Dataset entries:
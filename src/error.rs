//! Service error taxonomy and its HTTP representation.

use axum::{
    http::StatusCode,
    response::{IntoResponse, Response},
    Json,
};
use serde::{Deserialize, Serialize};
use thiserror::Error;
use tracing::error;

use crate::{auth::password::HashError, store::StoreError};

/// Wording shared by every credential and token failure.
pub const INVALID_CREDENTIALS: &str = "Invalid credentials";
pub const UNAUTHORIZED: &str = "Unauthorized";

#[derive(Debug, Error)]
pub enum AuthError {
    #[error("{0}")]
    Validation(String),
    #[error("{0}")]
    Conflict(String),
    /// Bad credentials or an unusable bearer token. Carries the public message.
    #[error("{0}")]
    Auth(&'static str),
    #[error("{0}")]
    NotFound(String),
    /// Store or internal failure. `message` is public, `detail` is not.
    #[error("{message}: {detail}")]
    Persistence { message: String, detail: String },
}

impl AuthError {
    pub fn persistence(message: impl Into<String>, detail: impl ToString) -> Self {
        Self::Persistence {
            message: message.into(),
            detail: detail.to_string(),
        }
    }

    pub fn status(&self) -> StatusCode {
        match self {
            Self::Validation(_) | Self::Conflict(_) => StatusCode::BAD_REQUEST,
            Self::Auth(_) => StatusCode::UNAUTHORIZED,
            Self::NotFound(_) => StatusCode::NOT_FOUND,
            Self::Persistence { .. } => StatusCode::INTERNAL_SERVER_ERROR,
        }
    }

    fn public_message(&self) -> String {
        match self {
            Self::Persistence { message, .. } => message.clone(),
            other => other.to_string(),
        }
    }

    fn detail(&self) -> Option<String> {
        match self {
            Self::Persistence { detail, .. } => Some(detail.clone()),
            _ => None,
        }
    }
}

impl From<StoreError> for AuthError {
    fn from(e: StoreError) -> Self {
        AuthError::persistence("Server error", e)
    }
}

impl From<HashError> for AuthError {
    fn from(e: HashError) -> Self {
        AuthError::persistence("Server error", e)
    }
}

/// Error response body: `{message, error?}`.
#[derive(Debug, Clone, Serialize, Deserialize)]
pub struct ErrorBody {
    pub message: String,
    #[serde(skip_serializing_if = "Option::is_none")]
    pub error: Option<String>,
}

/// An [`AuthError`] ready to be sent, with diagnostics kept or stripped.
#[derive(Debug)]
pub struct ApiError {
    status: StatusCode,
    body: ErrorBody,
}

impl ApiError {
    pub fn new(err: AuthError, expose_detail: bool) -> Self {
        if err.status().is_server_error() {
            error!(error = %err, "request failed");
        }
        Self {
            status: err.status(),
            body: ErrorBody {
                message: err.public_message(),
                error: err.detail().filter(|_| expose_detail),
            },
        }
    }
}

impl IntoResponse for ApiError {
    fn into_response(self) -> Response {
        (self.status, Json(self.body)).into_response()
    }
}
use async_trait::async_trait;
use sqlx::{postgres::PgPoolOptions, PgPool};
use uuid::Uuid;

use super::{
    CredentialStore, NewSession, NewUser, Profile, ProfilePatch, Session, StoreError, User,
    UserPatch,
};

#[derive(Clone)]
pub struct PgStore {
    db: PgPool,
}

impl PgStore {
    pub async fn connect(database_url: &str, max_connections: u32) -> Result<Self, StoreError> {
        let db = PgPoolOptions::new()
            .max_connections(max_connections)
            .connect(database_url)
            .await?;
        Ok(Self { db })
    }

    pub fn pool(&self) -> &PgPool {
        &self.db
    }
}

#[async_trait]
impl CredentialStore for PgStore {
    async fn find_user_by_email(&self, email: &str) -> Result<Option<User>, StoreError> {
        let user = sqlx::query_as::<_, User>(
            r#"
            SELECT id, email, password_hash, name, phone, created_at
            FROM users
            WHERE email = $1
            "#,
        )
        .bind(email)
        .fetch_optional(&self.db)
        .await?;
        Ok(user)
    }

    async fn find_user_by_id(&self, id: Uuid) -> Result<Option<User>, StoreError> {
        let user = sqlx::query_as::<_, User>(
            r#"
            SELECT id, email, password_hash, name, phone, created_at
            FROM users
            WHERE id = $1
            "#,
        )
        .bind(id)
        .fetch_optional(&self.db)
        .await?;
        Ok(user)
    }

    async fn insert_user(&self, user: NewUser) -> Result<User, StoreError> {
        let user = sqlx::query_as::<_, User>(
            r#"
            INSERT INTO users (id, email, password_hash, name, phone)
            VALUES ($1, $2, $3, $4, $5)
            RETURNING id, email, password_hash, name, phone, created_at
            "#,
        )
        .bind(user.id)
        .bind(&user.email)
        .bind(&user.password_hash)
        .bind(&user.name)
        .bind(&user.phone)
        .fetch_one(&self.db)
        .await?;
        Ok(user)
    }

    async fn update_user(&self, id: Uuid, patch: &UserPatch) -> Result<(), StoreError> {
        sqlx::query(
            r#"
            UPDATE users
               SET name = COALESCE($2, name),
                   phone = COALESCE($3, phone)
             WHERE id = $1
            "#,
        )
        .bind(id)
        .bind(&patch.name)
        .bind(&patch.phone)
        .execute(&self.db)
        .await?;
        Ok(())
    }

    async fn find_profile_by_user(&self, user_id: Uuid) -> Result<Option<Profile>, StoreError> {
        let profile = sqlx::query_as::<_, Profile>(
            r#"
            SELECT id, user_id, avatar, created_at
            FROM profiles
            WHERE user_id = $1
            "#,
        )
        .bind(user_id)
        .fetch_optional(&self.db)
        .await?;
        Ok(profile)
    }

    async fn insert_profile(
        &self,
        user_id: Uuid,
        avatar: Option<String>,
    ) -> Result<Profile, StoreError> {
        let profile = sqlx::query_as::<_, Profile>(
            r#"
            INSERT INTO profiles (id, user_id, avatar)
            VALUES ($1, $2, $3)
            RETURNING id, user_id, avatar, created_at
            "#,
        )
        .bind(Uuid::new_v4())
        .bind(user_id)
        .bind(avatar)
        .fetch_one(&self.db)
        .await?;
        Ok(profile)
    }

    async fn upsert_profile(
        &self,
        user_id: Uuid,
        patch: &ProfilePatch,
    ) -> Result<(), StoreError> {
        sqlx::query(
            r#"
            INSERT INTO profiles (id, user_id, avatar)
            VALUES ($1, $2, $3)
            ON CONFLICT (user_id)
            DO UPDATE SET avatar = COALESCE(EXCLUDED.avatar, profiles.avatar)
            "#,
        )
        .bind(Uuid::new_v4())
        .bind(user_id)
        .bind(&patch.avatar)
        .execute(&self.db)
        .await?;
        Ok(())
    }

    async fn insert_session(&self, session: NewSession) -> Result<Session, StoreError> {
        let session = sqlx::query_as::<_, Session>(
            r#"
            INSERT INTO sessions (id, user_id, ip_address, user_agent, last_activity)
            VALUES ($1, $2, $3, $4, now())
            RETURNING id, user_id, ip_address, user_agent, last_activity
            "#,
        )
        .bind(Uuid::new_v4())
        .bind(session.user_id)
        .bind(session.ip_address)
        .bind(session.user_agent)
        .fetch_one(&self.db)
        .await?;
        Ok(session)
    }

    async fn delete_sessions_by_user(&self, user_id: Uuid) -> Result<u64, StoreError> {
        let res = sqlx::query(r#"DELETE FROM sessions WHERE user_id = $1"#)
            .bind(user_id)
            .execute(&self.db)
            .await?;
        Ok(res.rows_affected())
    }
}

#### WORK TO COMPLETE
Return all of the entries above exactly as they stand.

#### ANSWER FOR THE TASK
filename src/error.rs
//! Service error taxonomy and its HTTP representation.

use axum::{
    http::StatusCode,
    response::{IntoResponse, Response},
    Json,
};
use serde::{Deserialize, Serialize};
use thiserror::Error;
use tracing::error;

use crate::{auth::password::HashError, store::StoreError};

/// Wording shared by every credential and token failure.
pub const INVALID_CREDENTIALS: &str = "Invalid credentials";
pub const UNAUTHORIZED: &str = "Unauthorized";

#[derive(Debug, Error)]
pub enum AuthError {
    #[error("{0}")]
    Validation(String),
    #[error("{0}")]
    Conflict(String),
    /// Bad credentials or an unusable bearer token. Carries the public message.
    #[error("{0}")]
    Auth(&'static str),
    #[error("{0}")]
    NotFound(String),
    /// Store or internal failure. `message` is public, `detail` is not.
    #[error("{message}: {detail}")]
    Persistence { message: String, detail: String },
}

impl AuthError {
    pub fn persistence(message: impl Into<String>, detail: impl ToString) -> Self {
        Self::Persistence {
            message: message.into(),
            detail: detail.to_string(),
        }
    }

    pub fn status(&self) -> StatusCode {
        match self {
            Self::Validation(_) | Self::Conflict(_) => StatusCode::BAD_REQUEST,
            Self::Auth(_) => StatusCode::UNAUTHORIZED,
            Self::NotFound(_) => StatusCode::NOT_FOUND,
            Self::Persistence { .. } => StatusCode::INTERNAL_SERVER_ERROR,
        }
    }

    fn public_message(&self) -> String {
        match self {
            Self::Persistence { message, .. } => message.clone(),
            other => other.to_string(),
        }
    }

    fn detail(&self) -> Option<String> {
        match self {
            Self::Persistence { detail, .. } => Some(detail.clone()),
            _ => None,
        }
    }
}

impl From<StoreError> for AuthError {
    fn from(e: StoreError) -> Self {
        AuthError::persistence("Server error", e)
    }
}

impl From<HashError> for AuthError {
    fn from(e: HashError) -> Self {
        AuthError::persistence("Server error", e)
    }
}

/// Error response body: `{message, error?}`.
#[derive(Debug, Clone, Serialize, Deserialize)]
pub struct ErrorBody {
    pub message: String,
    #[serde(skip_serializing_if = "Option::is_none")]
    pub error: Option<String>,
}

/// An [`AuthError`] ready to be sent, with diagnostics kept or stripped.
#[derive(Debug)]
pub struct ApiError {
    status: StatusCode,
    body: ErrorBody,
}

impl ApiError {
    pub fn new(err: AuthError, expose_detail: bool) -> Self {
        if err.status().is_server_error() {
            error!(error = %err, "request failed");
        }
        Self {
            status: err.status(),
            body: ErrorBody {
                message: err.public_message(),
                error: err.detail().filter(|_| expose_detail),
            },
        }
    }
}

impl IntoResponse for ApiError {
    fn into_response(self) -> Response {
        (self.status, Json(self.body)).into_response()
    }
}
use async_trait::async_trait;
use sqlx::{postgres::PgPoolOptions, PgPool};
use uuid::Uuid;

use super::{
    CredentialStore, NewSession, NewUser, Profile, ProfilePatch, Session, StoreError, User,
    UserPatch,
};

#[derive(Clone)]
pub struct PgStore {
    db: PgPool,
}

impl PgStore {
    pub async fn connect(database_url: &str, max_connections: u32) -> Result<Self, StoreError> {
        let db = PgPoolOptions::new()
            .max_connections(max_connections)
            .connect(database_url)
            .await?;
        Ok(Self { db })
    }

    pub fn pool(&self) -> &PgPool {
        &self.db
    }
}

#[async_trait]
impl CredentialStore for PgStore {
    async fn find_user_by_email(&self, email: &str) -> Result<Option<User>, StoreError> {
        let user = sqlx::query_as::<_, User>(
            r#"
            SELECT id, email, password_hash, name, phone, created_at
            FROM users
            WHERE email = $1
            "#,
        )
        .bind(email)
        .fetch_optional(&self.db)
        .await?;
        Ok(user)
    }

    async fn find_user_by_id(&self, id: Uuid) -> Result<Option<User>, StoreError> {
        let user = sqlx::query_as::<_, User>(
            r#"
            SELECT id, email, password_hash, name, phone, created_at
            FROM users
            WHERE id = $1
            "#,
        )
        .bind(id)
        .fetch_optional(&self.db)
        .await?;
        Ok(user)
    }

    async fn insert_user(&self, user: NewUser) -> Result<User, StoreError> {
        let user = sqlx::query_as::<_, User>(
            r#"
            INSERT INTO users (id, email, password_hash, name, phone)
            VALUES ($1, $2, $3, $4, $5)
            RETURNING id, email, password_hash, name, phone, created_at
            "#,
        )
        .bind(user.id)
        .bind(&user.email)
        .bind(&user.password_hash)
        .bind(&user.name)
        .bind(&user.phone)
        .fetch_one(&self.db)
        .await?;
        Ok(user)
    }

    async fn update_user(&self, id: Uuid, patch: &UserPatch) -> Result<(), StoreError> {
        sqlx::query(
            r#"
            UPDATE users
               SET name = COALESCE($2, name),
                   phone = COALESCE($3, phone)
             WHERE id = $1
            "#,
        )
        .bind(id)
        .bind(&patch.name)
        .bind(&patch.phone)
        .execute(&self.db)
        .await?;
        Ok(())
    }

    async fn find_profile_by_user(&self, user_id: Uuid) -> Result<Option<Profile>, StoreError> {
        let profile = sqlx::query_as::<_, Profile>(
            r#"
            SELECT id, user_id, avatar, created_at
            FROM profiles
            WHERE user_id = $1
            "#,
        )
        .bind(user_id)
        .fetch_optional(&self.db)
        .await?;
        Ok(profile)
    }

    async fn insert_profile(
        &self,
        user_id: Uuid,
        avatar: Option<String>,
    ) -> Result<Profile, StoreError> {
        let profile = sqlx::query_as::<_, Profile>(
            r#"
            INSERT INTO profiles (id, user_id, avatar)
            VALUES ($1, $2, $3)
            RETURNING id, user_id, avatar, created_at
            "#,
        )
        .bind(Uuid::new_v4())
        .bind(user_id)
        .bind(avatar)
        .fetch_one(&self.db)
        .await?;
        Ok(profile)
    }

    async fn upsert_profile(
        &self,
        user_id: Uuid,
        patch: &ProfilePatch,
    ) -> Result<(), StoreError> {
        sqlx::query(
            r#"
            INSERT INTO profiles (id, user_id, avatar)
            VALUES ($1, $2, $3)
            ON CONFLICT (user_id)
            DO UPDATE SET avatar = COALESCE(EXCLUDED.avatar, profiles.avatar)
            "#,
        )
        .bind(Uuid::new_v4())
        .bind(user_id)
        .bind(&patch.avatar)
        .execute(&self.db)
        .await?;
        Ok(())
    }

    async fn insert_session(&self, session: NewSession) -> Result<Session, StoreError> {
        let session = sqlx::query_as::<_, Session>(
            r#"
            INSERT INTO sessions (id, user_id, ip_address, user_agent, last_activity)
            VALUES ($1, $2, $3, $4, now())
            RETURNING id, user_id, ip_address, user_agent, last_activity
            "#,
        )
        .bind(Uuid::new_v4())
        .bind(session.user_id)
        .bind(session.ip_address)
        .bind(session.user_agent)
        .fetch_one(&self.db)
        .await?;
        Ok(session)
    }

    async fn delete_sessions_by_user(&self, user_id: Uuid) -> Result<u64, StoreError> {
        let res = sqlx::query(r#"DELETE FROM sessions WHERE user_id = $1"#)
            .bind(user_id)
            .execute(&self.db)
            .await?;
        Ok(res.rows_affected())
    }
}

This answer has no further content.